We have reviewed your letters of October 14, 25, and 29, 1996. We conclude that the modified 1986 model using the heat transfer coefficient correlation discussed in the letter of October 29, 1996, by assuming a linear interpolation of the heat transfer coefficient in the range of reflood rates between 1 in/sec and 1.77 in/sec, is conservative with respect to the measured values and corrects the nonphysical behavior of the 1986 model that we identified in our letter of October 11, 1996. Therefore, we conclude that this model is an acceptable model, in accordance with 50.46(a)(1)(i), for determining that HBR meets the acceptance criteria of 50.46.

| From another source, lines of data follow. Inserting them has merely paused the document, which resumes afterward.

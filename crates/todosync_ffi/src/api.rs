//! FFI use-case API for Flutter-facing calls.
//!
//! # Responsibility
//! - Expose todo mutations, connectivity reports and sync status to Dart.
//! - Keep error semantics simple: envelopes with `ok` + message, or an empty
//!   string on success.
//!
//! # Invariants
//! - Exported functions never panic across the FFI boundary.
//! - One engine per process, opened by `engine_open`.

use once_cell::sync::OnceCell;
use std::path::PathBuf;
use std::sync::Arc;
use todosync_core::{
    core_version as core_version_inner, init_logging as init_logging_inner, ping as ping_inner,
    LoopbackRemote, NetworkState, SqliteKvStore, SyncConfig, SyncEngine,
    SyncStatusView, Todo, TodoId, TodoListQuery, TodoStatus,
};
use uuid::Uuid;

static ENGINE: OnceCell<OpenEngine> = OnceCell::new();

struct OpenEngine {
    db_path: PathBuf,
    engine: SyncEngine,
}

/// Minimal health-check API for FRB smoke integration.
#[flutter_rust_bridge::frb(sync)]
pub fn ping() -> String {
    ping_inner().to_owned()
}

#[flutter_rust_bridge::frb(sync)]
pub fn core_version() -> String {
    core_version_inner().to_owned()
}

/// Initializes core logging once per process.
///
/// Returns an empty string on success and the error message otherwise.
/// Repeating the call with the same `level + log_dir` is a no-op.
#[flutter_rust_bridge::frb(sync)]
pub fn init_logging(level: String, log_dir: String) -> String {
    match init_logging_inner(level.as_str(), log_dir.as_str()) {
        Ok(()) => String::new(),
        Err(err) => err.to_string(),
    }
}

/// Opens the process-wide engine.
///
/// Input semantics:
/// - `db_path`: SQLite file holding the change log and local state.
/// - `remote_db_path`: SQLite file backing the loopback remote.
/// - `config_json`: optional `SyncConfig` JSON; defaults otherwise.
///
/// # FFI contract
/// - Reopening with the same `db_path` is a no-op; another path is an error.
/// - Returns an empty string on success and the error message otherwise.
#[flutter_rust_bridge::frb(sync)]
pub fn engine_open(db_path: String, remote_db_path: String, config_json: Option<String>) -> String {
    let db_path = PathBuf::from(db_path.trim());
    let opened = ENGINE.get_or_try_init(|| {
        let config = match config_json.as_deref() {
            Some(json) if !json.trim().is_empty() => {
                SyncConfig::from_json_str(json).map_err(|err| err.to_string())?
            }
            _ => SyncConfig::default(),
        };
        let store = SqliteKvStore::open(&db_path).map_err(|err| err.to_string())?;
        let remote_store =
            SqliteKvStore::open(remote_db_path.trim()).map_err(|err| err.to_string())?;
        let engine = SyncEngine::builder(
            config,
            Arc::new(store),
            Arc::new(LoopbackRemote::new(Arc::new(remote_store))),
        )
        .build()
        .map_err(|err| err.to_string())?;
        Ok::<OpenEngine, String>(OpenEngine {
            db_path: db_path.clone(),
            engine,
        })
    });
    match opened {
        Ok(open) if open.db_path == db_path => String::new(),
        Ok(open) => format!(
            "engine already open at `{}`; refusing to switch to `{}`",
            open.db_path.display(),
            db_path.display()
        ),
        Err(err) => err,
    }
}

/// Todo row shown by the UI.
#[derive(Debug, Clone, PartialEq, Eq)]
pub struct TodoItem {
    pub id: String,
    pub title: String,
    pub notes: Option<String>,
    /// `todo|in_progress|done|cancelled`.
    pub status: String,
    pub due_at: Option<i64>,
    pub updated_at: i64,
}

/// Result envelope for todo mutations.
#[derive(Debug, Clone, PartialEq, Eq)]
pub struct TodoActionResponse {
    pub ok: bool,
    pub todo_id: Option<String>,
    /// Error code (`validation_error`, ...) on failure.
    pub error_code: Option<String>,
    pub message: String,
}

impl TodoActionResponse {
    fn success(message: impl Into<String>, todo_id: TodoId) -> Self {
        Self {
            ok: true,
            todo_id: Some(todo_id.to_string()),
            error_code: None,
            message: message.into(),
        }
    }

    fn failure(error_code: Option<&str>, message: impl Into<String>) -> Self {
        Self {
            ok: false,
            todo_id: None,
            error_code: error_code.map(str::to_string),
            message: message.into(),
        }
    }
}

/// Sync status for the status bar.
#[derive(Debug, Clone, PartialEq, Eq)]
pub struct SyncStatusResponse {
    /// `idle|syncing|backoff_wait`, or `closed` before `engine_open`.
    pub state: String,
    pub network: String,
    pub pending_count: u32,
    pub last_sync_at: Option<i64>,
    pub last_error: Option<String>,
    pub next_retry_at: Option<i64>,
    /// Display text such as `3 changes pending`.
    pub summary: String,
}

#[flutter_rust_bridge::frb(sync)]
pub fn todo_create(title: String, notes: Option<String>, due_at: Option<i64>) -> TodoActionResponse {
    let Some(engine) = engine() else {
        return TodoActionResponse::failure(None, "engine is not open");
    };
    match engine.todos().create_todo(title, notes, due_at) {
        Ok(todo) => TodoActionResponse::success("Todo created.", todo.id),
        Err(err) => TodoActionResponse::failure(Some(err.kind().code()), err.to_string()),
    }
}

/// Sets the status (`todo|in_progress|done|cancelled`) of a todo.
#[flutter_rust_bridge::frb(sync)]
pub fn todo_set_status(todo_id: String, status: String) -> TodoActionResponse {
    let Some(engine) = engine() else {
        return TodoActionResponse::failure(None, "engine is not open");
    };
    let Ok(id) = Uuid::parse_str(todo_id.trim()) else {
        return TodoActionResponse::failure(Some("validation_error"), "todo_id is not a UUID");
    };
    let Some(status) = TodoStatus::parse(&status) else {
        return TodoActionResponse::failure(
            Some("validation_error"),
            format!("unsupported status `{status}`"),
        );
    };
    match engine.todos().set_status(id, status) {
        Ok(todo) => TodoActionResponse::success("Todo updated.", todo.id),
        Err(err) => TodoActionResponse::failure(Some(err.kind().code()), err.to_string()),
    }
}

/// Lists todos, newest first. Returns an empty list when the engine is closed.
#[flutter_rust_bridge::frb(sync)]
pub fn todo_list(include_closed: bool) -> Vec<TodoItem> {
    let Some(engine) = engine() else {
        return Vec::new();
    };
    let query = TodoListQuery {
        status: None,
        include_closed,
    };
    match engine.todos().list_todos(&query) {
        Ok(todos) => todos.into_iter().map(to_todo_item).collect(),
        Err(err) => {
            log::warn!(
                "event=ffi_todo_list module=ffi status=error error_code={}",
                err.kind().code()
            );
            Vec::new()
        }
    }
}

/// Reports host connectivity (`online|offline|degraded`).
///
/// Returns an empty string on success and the error message otherwise.
#[flutter_rust_bridge::frb(sync)]
pub fn network_report(state: String) -> String {
    let Some(engine) = engine() else {
        return "engine is not open".to_string();
    };
    match NetworkState::parse(&state) {
        Some(state) => {
            engine.report_network(state);
            String::new()
        }
        None => format!("unsupported network state `{state}`"),
    }
}

/// Drives the sync state machine once and returns the resulting status.
#[flutter_rust_bridge::frb(sync)]
pub fn sync_poll() -> SyncStatusResponse {
    let Some(engine) = engine() else {
        return closed_status();
    };
    match engine.poll() {
        Ok(_) => to_status_response(&engine.status()),
        Err(err) => {
            let mut response = to_status_response(&engine.status());
            response.last_error = Some(err.to_string());
            response
        }
    }
}

#[flutter_rust_bridge::frb(sync)]
pub fn sync_status() -> SyncStatusResponse {
    match engine() {
        Some(engine) => to_status_response(&engine.status()),
        None => closed_status(),
    }
}

fn engine() -> Option<&'static SyncEngine> {
    ENGINE.get().map(|open| &open.engine)
}

fn to_todo_item(todo: Todo) -> TodoItem {
    TodoItem {
        id: todo.id.to_string(),
        title: todo.title,
        notes: todo.notes,
        status: todo.status.as_str().to_string(),
        due_at: todo.due_at,
        updated_at: todo.updated_at,
    }
}

fn to_status_response(view: &SyncStatusView) -> SyncStatusResponse {
    SyncStatusResponse {
        state: view.state.as_str().to_string(),
        network: view.network.as_str().to_string(),
        pending_count: u32::try_from(view.pending_count).unwrap_or(u32::MAX),
        last_sync_at: view.last_sync_at,
        last_error: view.last_error.clone(),
        next_retry_at: view.next_retry_at,
        summary: view.summary(),
    }
}

fn closed_status() -> SyncStatusResponse {
    SyncStatusResponse {
        state: "closed".to_string(),
        network: NetworkState::Offline.as_str().to_string(),
        pending_count: 0,
        last_sync_at: None,
        last_error: None,
        next_retry_at: None,
        summary: "engine is not open".to_string(),
    }
}

#[cfg(test)]
mod tests {
    use super::{
        core_version, engine_open, init_logging, network_report, ping, sync_poll, sync_status,
        todo_create, todo_list, todo_set_status,
    };
    use uuid::Uuid;

    #[test]
    fn ping_returns_pong() {
        assert_eq!(ping(), "pong");
    }

    #[test]
    fn version_is_not_empty() {
        assert!(!core_version().is_empty());
    }

    #[test]
    fn init_logging_rejects_empty_log_dir() {
        let error = init_logging("info".to_string(), String::new());
        assert!(!error.is_empty());
    }

    // Single test for the process-wide engine so ordering is deterministic.
    #[test]
    fn engine_lifecycle_through_ffi() {
        let dir = std::env::temp_dir().join(format!("todosync-ffi-{}", Uuid::new_v4()));
        std::fs::create_dir_all(&dir).expect("create temp dir");
        let db = dir.join("local.sqlite3").to_string_lossy().to_string();
        let remote = dir.join("remote.sqlite3").to_string_lossy().to_string();
        let config = r#"{"device_id":"ffi-test","network_dwell_ms":0}"#.to_string();

        assert_eq!(engine_open(db.clone(), remote.clone(), Some(config.clone())), "");
        assert_eq!(engine_open(db.clone(), remote.clone(), Some(config)), "");
        assert!(!engine_open(format!("{db}.other"), remote, None).is_empty());

        let blank = todo_create("  ".to_string(), None, None);
        assert!(!blank.ok);
        assert_eq!(blank.error_code.as_deref(), Some("validation_error"));

        let created = todo_create("buy milk".to_string(), None, None);
        assert!(created.ok, "{}", created.message);
        let id = created.todo_id.expect("created todo id");
        assert!(todo_set_status(id.clone(), "done".to_string()).ok);
        assert!(!todo_set_status(id, "later".to_string()).ok);
        assert_eq!(todo_list(true).len(), 1);
        assert!(todo_list(false).is_empty());

        let offline = sync_status();
        assert_eq!(offline.network, "offline");
        assert_eq!(offline.pending_count, 2);

        assert!(!network_report("wifi".to_string()).is_empty());
        assert_eq!(network_report("online".to_string()), "");
        let synced = sync_poll();
        assert_eq!(synced.state, "idle");
        assert_eq!(synced.pending_count, 0);
        assert_eq!(synced.summary, "up to date");
    }
}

Although the staff has accepted your justification for continued operation of HBR up to 87 EFPDs with use of the 1986 model (i.e., a linear interpolation of the heat transfer coefficients within the reflood rates between 1 in/sec and 1.77 in/sec), the NRC staff has determined that it is necessary to review in more detail how the reflood heat transfer coefficient correlation is applied using the SPC methodology for the LBLOCA. Accordingly, we request that you submit the information described in the enclosed request for additional information (RAI) to permit the NRC staff to determine if the application of the 1986 model for HBR is consistent with the database on which the reflood heat transfer coefficient correlation is based. We also request that you address how you plan for HBR to comply with 50.46 for power operation after 87 EFPDs.

Mr. C. S. Hinnant

- 4 You are requested to provide the response to this RAI within 45 days of the receipt of this letter.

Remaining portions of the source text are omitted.